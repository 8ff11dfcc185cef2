/********************************************************************************
 * Copyright (c) 2024 Contributors to the Eclipse Foundation
 *
 * See the NOTICE file(s) distributed with this work for additional
 * information regarding copyright ownership.
 *
 * This program and the accompanying materials are made available under the
 * terms of the Apache License Version 2.0 which is available at
 * https://www.apache.org/licenses/LICENSE-2.0
 *
 * SPDX-License-Identifier: Apache-2.0
 ********************************************************************************/

use async_trait::async_trait;
use serde::Serialize;
use uuid::Uuid;

use crate::models::{Action, Flow};
use crate::query::{merge_filters, page_uri, QueryFilters};
use crate::{QueueName, Request, RequestMethod, CONTENT_TYPE_JSON};

use super::{parse_response, RequestError, RequestHandler};

const RESOURCE_FLOWS: &str = "flow/flows";

/// Operations of the flow-manager concerning flows.
#[cfg_attr(any(test, feature = "test-util"), mockall::automock)]
#[async_trait]
pub trait FlowManager: Send + Sync {
    /// Creates a flow.
    ///
    /// # Arguments
    ///
    /// * `flow_type` - e.g. `flow` or `conference`
    /// * `persist` - Whether to keep the flow after the reference it has been created for is gone.
    #[allow(clippy::too_many_arguments)]
    async fn flow_v1_flow_create(
        &self,
        customer_id: Uuid,
        flow_type: &str,
        name: &str,
        detail: &str,
        actions: &[Action],
        persist: bool,
    ) -> Result<Flow, RequestError>;

    async fn flow_v1_flow_update(
        &self,
        flow_id: Uuid,
        name: &str,
        detail: &str,
        actions: &[Action],
    ) -> Result<Flow, RequestError>;

    async fn flow_v1_flow_get(&self, flow_id: Uuid) -> Result<Flow, RequestError>;

    async fn flow_v1_flow_delete(&self, flow_id: Uuid) -> Result<Flow, RequestError>;

    async fn flow_v1_flow_gets(
        &self,
        page_token: &str,
        page_size: u64,
        filters: &QueryFilters,
    ) -> Result<Vec<Flow>, RequestError>;

    /// Replaces the actions of a flow.
    async fn flow_v1_flow_update_actions(
        &self,
        flow_id: Uuid,
        actions: &[Action],
    ) -> Result<Flow, RequestError>;

    /// Gets a single action of a flow.
    async fn flow_v1_action_get(
        &self,
        flow_id: Uuid,
        action_id: Uuid,
    ) -> Result<Action, RequestError>;
}

#[derive(Serialize)]
struct CreateRequest<'a> {
    customer_id: Uuid,
    #[serde(rename = "type")]
    flow_type: &'a str,
    name: &'a str,
    detail: &'a str,
    actions: &'a [Action],
    persist: bool,
}

#[derive(Serialize)]
struct UpdateRequest<'a> {
    name: &'a str,
    detail: &'a str,
    actions: &'a [Action],
}

#[derive(Serialize)]
struct ActionsRequest<'a> {
    actions: &'a [Action],
}

impl RequestHandler {
    async fn flow_request<T>(&self, resource: &str, request: Request) -> Result<T, RequestError>
    where
        T: serde::de::DeserializeOwned,
    {
        let response = self
            .send(QueueName::FLOW_REQUEST, resource, request)
            .await?;
        parse_response(response)
    }
}

#[async_trait]
impl FlowManager for RequestHandler {
    async fn flow_v1_flow_create(
        &self,
        customer_id: Uuid,
        flow_type: &str,
        name: &str,
        detail: &str,
        actions: &[Action],
        persist: bool,
    ) -> Result<Flow, RequestError> {
        let request = self.new_json_request(
            "/v1/flows",
            RequestMethod::Post,
            &CreateRequest {
                customer_id,
                flow_type,
                name,
                detail,
                actions,
                persist,
            },
        )?;
        self.flow_request(RESOURCE_FLOWS, request).await
    }

    async fn flow_v1_flow_update(
        &self,
        flow_id: Uuid,
        name: &str,
        detail: &str,
        actions: &[Action],
    ) -> Result<Flow, RequestError> {
        let request = self.new_json_request(
            format!("/v1/flows/{flow_id}"),
            RequestMethod::Put,
            &UpdateRequest {
                name,
                detail,
                actions,
            },
        )?;
        self.flow_request(RESOURCE_FLOWS, request).await
    }

    async fn flow_v1_flow_get(&self, flow_id: Uuid) -> Result<Flow, RequestError> {
        let request = self
            .new_request(format!("/v1/flows/{flow_id}"), RequestMethod::Get)
            .with_data_type(CONTENT_TYPE_JSON);
        self.flow_request(RESOURCE_FLOWS, request).await
    }

    async fn flow_v1_flow_delete(&self, flow_id: Uuid) -> Result<Flow, RequestError> {
        let request = self
            .new_request(format!("/v1/flows/{flow_id}"), RequestMethod::Delete)
            .with_data_type(CONTENT_TYPE_JSON);
        self.flow_request(RESOURCE_FLOWS, request).await
    }

    async fn flow_v1_flow_gets(
        &self,
        page_token: &str,
        page_size: u64,
        filters: &QueryFilters,
    ) -> Result<Vec<Flow>, RequestError> {
        let uri = merge_filters(page_uri("/v1/flows", page_token, page_size), filters);
        let request = self
            .new_request(uri, RequestMethod::Get)
            .with_data_type(CONTENT_TYPE_JSON);
        self.flow_request(RESOURCE_FLOWS, request).await
    }

    async fn flow_v1_flow_update_actions(
        &self,
        flow_id: Uuid,
        actions: &[Action],
    ) -> Result<Flow, RequestError> {
        let request = self.new_json_request(
            format!("/v1/flows/{flow_id}/actions"),
            RequestMethod::Put,
            &ActionsRequest { actions },
        )?;
        self.flow_request("flow/flows/<flow-id>/actions", request)
            .await
    }

    async fn flow_v1_action_get(
        &self,
        flow_id: Uuid,
        action_id: Uuid,
    ) -> Result<Action, RequestError> {
        let request = self
            .new_request(
                format!("/v1/flows/{flow_id}/actions/{action_id}"),
                RequestMethod::Get,
            )
            .with_data_type(CONTENT_TYPE_JSON);
        self.flow_request("flow/flows/<flow-id>/actions", request)
            .await
    }
}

§ WHAT IS EXPECTED
Where a line of the data includes the string "impl", list that line.

§ ANSWER FOR THIS EXERCISE
impl RequestHandler {
impl FlowManager for RequestHandler {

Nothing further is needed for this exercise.